A groundbreaking approach to analysing single-cell RNA sequencing (scRNA-seq) data has been introduced by researchers at the National University of Singapore (NUS), led by Associate Professor Zhigang Yao. Named scAMF (Single-cell Analysis via Manifold Fitting), this innovative framework utilises advanced mathematical techniques to fit a low-dimensional manifold within the high-dimensional space where gene expression data are captured. By reducing noise while preserving essential biological information, scAMF enhances the accuracy and speed of data interpretation, holding the potential to accelerate progress in biomedical research, including studies on cancer and Alzheimer’s disease. The collaboration with Professor Yau Shing-Tung from Tsinghua University has resulted in the publication of their findings in the Proceedings of the National Academy of Sciences.
Single-cell RNA sequencing has become a pivotal tool in genomic research, offering unprecedented insights into cellular diversity and disease mechanisms. However, challenges in analysing scRNA-seq data have persisted due to inherent noise from biological variability and technical errors. Traditional analysis methods like genomic imputation, graph-based approaches, and deep learning algorithms often struggle to accurately characterise cell relationships amidst this noise. The scAMF framework represents a significant advancement in overcoming these limitations by denoising scRNA-seq data through manifold fitting, which improves the spatial distribution of the data, bringing gene expression vectors of cells from the same type closer together while maintaining clear separation between different cell types.

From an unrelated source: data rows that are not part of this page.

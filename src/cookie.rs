//! In-memory cookie storage (RFC 6265 subset).

use std::collections::HashMap;
use std::fmt;

use chrono::{DateTime, Duration, TimeZone, Utc};
use url::Url;

use crate::error::{Error, Result};

/// A stored cookie.
#[derive(Debug, Clone, PartialEq, Eq)]
pub struct Cookie {
    pub name: String,
    pub value: String,
    pub domain: String,
    pub path: String,
    /// Set when the cookie came without a Domain attribute.
    pub host_only: bool,
    pub secure: bool,
    pub http_only: bool,
    pub expires: Option<DateTime<Utc>>,
}

impl Cookie {
    pub fn new(name: impl Into<String>, value: impl Into<String>, domain: impl Into<String>) -> Self {
        Self {
            name: name.into(),
            value: value.into(),
            domain: normalize_domain(&domain.into()),
            path: "/".to_string(),
            host_only: true,
            secure: false,
            http_only: false,
            expires: None,
        }
    }

    /// Parse a `Set-Cookie` value received from `request_url`.
    pub fn parse_set_cookie(header: &str, request_url: &Url) -> Result<Self> {
        let request_domain = request_url
            .host_str()
            .ok_or_else(|| Error::config("Cookie source URL has no host"))?;

        let mut parts = header.split(';').map(str::trim);
        let (name, value) = parts
            .next()
            .and_then(|pair| pair.split_once('='))
            .ok_or_else(|| Error::config(format!("Malformed Set-Cookie: {}", header)))?;
        let name = name.trim();
        if name.is_empty() {
            return Err(Error::config("Empty cookie name"));
        }

        let mut cookie = Cookie::new(name, value.trim(), request_domain);
        cookie.path = default_path(request_url.path());

        // Max-Age wins over Expires regardless of order.
        let mut max_age = None;
        for attr in parts {
            let (key, val) = attr.split_once('=').map_or((attr, ""), |(k, v)| (k.trim(), v.trim()));
            match key.to_ascii_lowercase().as_str() {
                "secure" => cookie.secure = true,
                "httponly" => cookie.http_only = true,
                "domain" if !val.is_empty() => {
                    let domain = normalize_domain(val);
                    if !domain_matches(&request_domain.to_ascii_lowercase(), &domain) {
                        return Err(Error::config(format!(
                            "Cookie domain {} does not match {}",
                            domain, request_domain
                        )));
                    }
                    cookie.domain = domain;
                    cookie.host_only = false;
                }
                "path" if val.starts_with('/') => cookie.path = val.to_string(),
                "expires" => cookie.expires = cookie.expires.or_else(|| parse_cookie_date(val)),
                "max-age" => max_age = val.parse::<i64>().ok(),
                _ => {}
            }
        }
        if let Some(secs) = max_age {
            cookie.expires = Duration::try_seconds(secs.max(0))
                .and_then(|d| Utc::now().checked_add_signed(d));
        }
        Ok(cookie)
    }

    pub fn is_expired(&self) -> bool {
        self.expires.is_some_and(|t| t <= Utc::now())
    }

    /// Whether this cookie should be sent to `url`.
    pub fn matches_url(&self, url: &Url) -> bool {
        let Some(host) = url.host_str() else { return false };
        let host = host.to_ascii_lowercase();

        if self.secure && url.scheme() != "https" {
            return false;
        }
        if self.is_expired() {
            return false;
        }
        let domain_ok = if self.host_only {
            host == self.domain
        } else {
            domain_matches(&host, &self.domain)
        };
        domain_ok && path_matches(url.path(), &self.path)
    }
}

impl fmt::Display for Cookie {
    fn fmt(&self, f: &mut fmt::Formatter<'_>) -> fmt::Result {
        write!(f, "{}={}", self.name, self.value)
    }
}

/// Cookie jar keyed by domain, then (path, name).
#[derive(Debug, Default, Clone)]
pub struct CookieJar {
    cookies: HashMap<String, HashMap<(String, String), Cookie>>,
}

impl CookieJar {
    pub fn new() -> Self {
        Self::default()
    }

    /// Insert or replace; an already expired cookie deletes its match.
    pub fn store(&mut self, cookie: Cookie) {
        let key = (cookie.path.clone(), cookie.name.clone());
        if cookie.is_expired() {
            if let Some(bucket) = self.cookies.get_mut(&cookie.domain) {
                bucket.remove(&key);
            }
            return;
        }
        self.cookies.entry(cookie.domain.clone()).or_default().insert(key, cookie);
    }

    /// Store every `Set-Cookie` field among `headers`.
    pub fn store_from_headers(&mut self, headers: &[(String, String)], request_url: &Url) {
        for (name, value) in headers {
            if !name.eq_ignore_ascii_case("set-cookie") {
                continue;
            }
            match Cookie::parse_set_cookie(value, request_url) {
                Ok(cookie) => self.store(cookie),
                Err(e) => tracing::debug!("ignoring cookie from {}: {}", request_url, e),
            }
        }
    }

    pub fn cookies_for_url(&self, url: &Url) -> Vec<&Cookie> {
        let mut matching: Vec<&Cookie> = self
            .cookies
            .values()
            .flat_map(|m| m.values())
            .filter(|c| c.matches_url(url))
            .collect();
        // Longer paths first.
        matching.sort_by(|a, b| b.path.len().cmp(&a.path.len()));
        matching
    }

    /// `Cookie` header value for `url`, if any cookie applies.
    pub fn build_cookie_header(&self, url: &Url) -> Option<String> {
        let cookies = self.cookies_for_url(url);
        if cookies.is_empty() {
            return None;
        }
        Some(cookies.iter().map(|c| c.to_string()).collect::<Vec<_>>().join("; "))
    }

    pub fn get(&self, domain: &str, name: &str) -> Option<&Cookie> {
        self.cookies
            .get(&normalize_domain(domain))?
            .values()
            .find(|c| c.name == name)
    }

    pub fn clear(&mut self) {
        self.cookies.clear();
    }

    pub fn len(&self) -> usize {
        self.cookies.values().map(|m| m.len()).sum()
    }

    pub fn is_empty(&self) -> bool {
        self.len() == 0
    }
}

fn normalize_domain(domain: &str) -> String {
    domain.strip_prefix('.').unwrap_or(domain).to_ascii_lowercase()
}

fn domain_matches(host: &str, domain: &str) -> bool {
    host == domain || host.ends_with(&format!(".{}", domain))
}

fn path_matches(request_path: &str, cookie_path: &str) -> bool {
    request_path == cookie_path
        || (request_path.starts_with(cookie_path)
            && (cookie_path.ends_with('/') || request_path[cookie_path.len()..].starts_with('/')))
}

/// Directory of the request path (RFC 6265 section 5.1.4).
fn default_path(request_path: &str) -> String {
    match request_path.rfind('/') {
        Some(0) | None => "/".to_string(),
        Some(i) => request_path[..i].to_string(),
    }
}

fn parse_cookie_date(date_str: &str) -> Option<DateTime<Utc>> {
    for fmt in ["%a, %d %b %Y %H:%M:%S GMT", "%a, %d-%b-%Y %H:%M:%S GMT", "%a, %d-%b-%y %H:%M:%S GMT"] {
        if let Ok(dt) = chrono::NaiveDateTime::parse_from_str(date_str, fmt) {
            return Some(Utc.from_utc_datetime(&dt));
        }
    }
    None
}

#[cfg(test)]
mod tests {
    use super::*;

    fn url(s: &str) -> Url {
        Url::parse(s).unwrap()
    }

    fn fields(pairs: &[(&str, &str)]) -> Vec<(String, String)> {
        pairs.iter().map(|(n, v)| (n.to_string(), v.to_string())).collect()
    }

    #[test]
    fn test_parse_basic_cookie() {
        let cookie = Cookie::parse_set_cookie("sid=abc; Path=/; HttpOnly", &url("https://example.com/login")).unwrap();
        assert_eq!(cookie.name, "sid");
        assert_eq!(cookie.value, "abc");
        assert_eq!(cookie.domain, "example.com");
        assert!(cookie.host_only);
        assert!(cookie.http_only);
    }

    #[test]
    fn test_default_path_is_request_directory() {
        let cookie = Cookie::parse_set_cookie("a=1", &url("https://example.com/app/login")).unwrap();
        assert_eq!(cookie.path, "/app");
        assert!(cookie.matches_url(&url("https://example.com/app/page")));
        assert!(!cookie.matches_url(&url("https://example.com/other")));
    }

    #[test]
    fn test_domain_attribute_covers_subdomains() {
        let cookie = Cookie::parse_set_cookie("a=1; Domain=.example.com", &url("https://www.example.com/")).unwrap();
        assert!(!cookie.host_only);
        assert!(cookie.matches_url(&url("https://api.example.com/")));
        assert!(!cookie.matches_url(&url("https://example.org/")));
    }

    #[test]
    fn test_foreign_domain_rejected() {
        assert!(Cookie::parse_set_cookie("a=1; Domain=evil.com", &url("https://example.com/")).is_err());
    }

    #[test]
    fn test_secure_cookie_not_sent_over_http() {
        let cookie = Cookie::parse_set_cookie("a=1; Secure", &url("https://example.com/")).unwrap();
        assert!(cookie.matches_url(&url("https://example.com/")));
        assert!(!cookie.matches_url(&url("http://example.com/")));
    }

    #[test]
    fn test_expired_cookie_deletes_existing() {
        let origin = url("https://example.com/");
        let mut jar = CookieJar::new();
        jar.store_from_headers(&fields(&[("Set-Cookie", "a=1")]), &origin);
        assert_eq!(jar.len(), 1);

        jar.store_from_headers(&fields(&[("set-cookie", "a=gone; Max-Age=0")]), &origin);
        assert!(jar.is_empty());
    }

    #[test]
    fn test_expires_attribute_parsed() {
        let cookie = Cookie::parse_set_cookie(
            "a=1; Expires=Wed, 21 Oct 2015 07:28:00 GMT",
            &url("https://example.com/"),
        )
        .unwrap();
        assert!(cookie.is_expired());
    }

    #[test]
    fn test_build_cookie_header() {
        let origin = url("https://example.com/");
        let mut jar = CookieJar::new();
        jar.store_from_headers(
            &fields(&[
                ("Set-Cookie", "a=1"),
                ("Content-Type", "text/html"),
                ("Set-Cookie", "b=2; Path=/docs"),
            ]),
            &origin,
        );
        assert_eq!(jar.build_cookie_header(&url("https://example.com/docs/x")).as_deref(), Some("b=2; a=1"));
        assert_eq!(jar.build_cookie_header(&url("https://example.com/")).as_deref(), Some("a=1"));
        assert_eq!(jar.build_cookie_header(&url("https://other.com/")), None);
        assert_eq!(jar.get("example.com", "b").unwrap().path, "/docs");
    }

    #[test]
    fn test_path_matching() {
        assert!(path_matches("/docs", "/docs"));
        assert!(path_matches("/docs/a", "/docs"));
        assert!(path_matches("/docs/a", "/docs/"));
        assert!(!path_matches("/docsx", "/docs"));
    }
}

Assoc Prof Yao described the innovative approach of scAMF, expressing how the method significantly enhances the accuracy of cell type classification and data visualisation by fitting a low-dimensional manifold in the high-dimensional space. By employing data transformation, manifold fitting using shared nearest neighbour metrics, and unsupervised clustering validation, scAMF outperforms other methods in several key areas such as noise reduction, clustering accuracy, preservation of biological information, computational efficiency, visualisation, and performance across diverse datasets. This positions scAMF as a potent tool in single-cell analysis, potentially revealing previously hidden cellular heterogeneity and rare cell populations.
Building on the success of scAMF, the research team is now focusing on developing a novel framework for constructing high-resolution, multiscale cell atlases to overcome current methodological limitations in cell atlas construction. This new approach aims to address challenges in identifying small cell populations and outdated unsupervised learning techniques. By developing a multi-resolution cell analysis framework based on scAMF, researchers aim to identify rare cell populations and contribute to the construction of comprehensive cell atlases, allowing for the analysis of cellular heterogeneity at various levels of granularity, from broad cell types to subtle subpopulations. This is especially crucial for identifying rare cell types that may be overlooked by conventional analysis methods.
Assoc Prof Yao highlighted how ongoing research has demonstrated promising results across benchmark datasets, unveiling novel biological insights when applied to the Human Brain Cell Atlas to identify new subtypes and marker genes for various cell types. This ongoing work holds the promise of pushing the boundaries of single-cell analysis further, potentially revolutionising understanding of cellular diversity and function across various biological systems. By employing scAMF and developing a multi-resolution cell analysis framework, researchers aim to drive greater understanding of cellular diversity and function in biomedical research, ultimately leading to advancements in the field of genomics and precision medicine.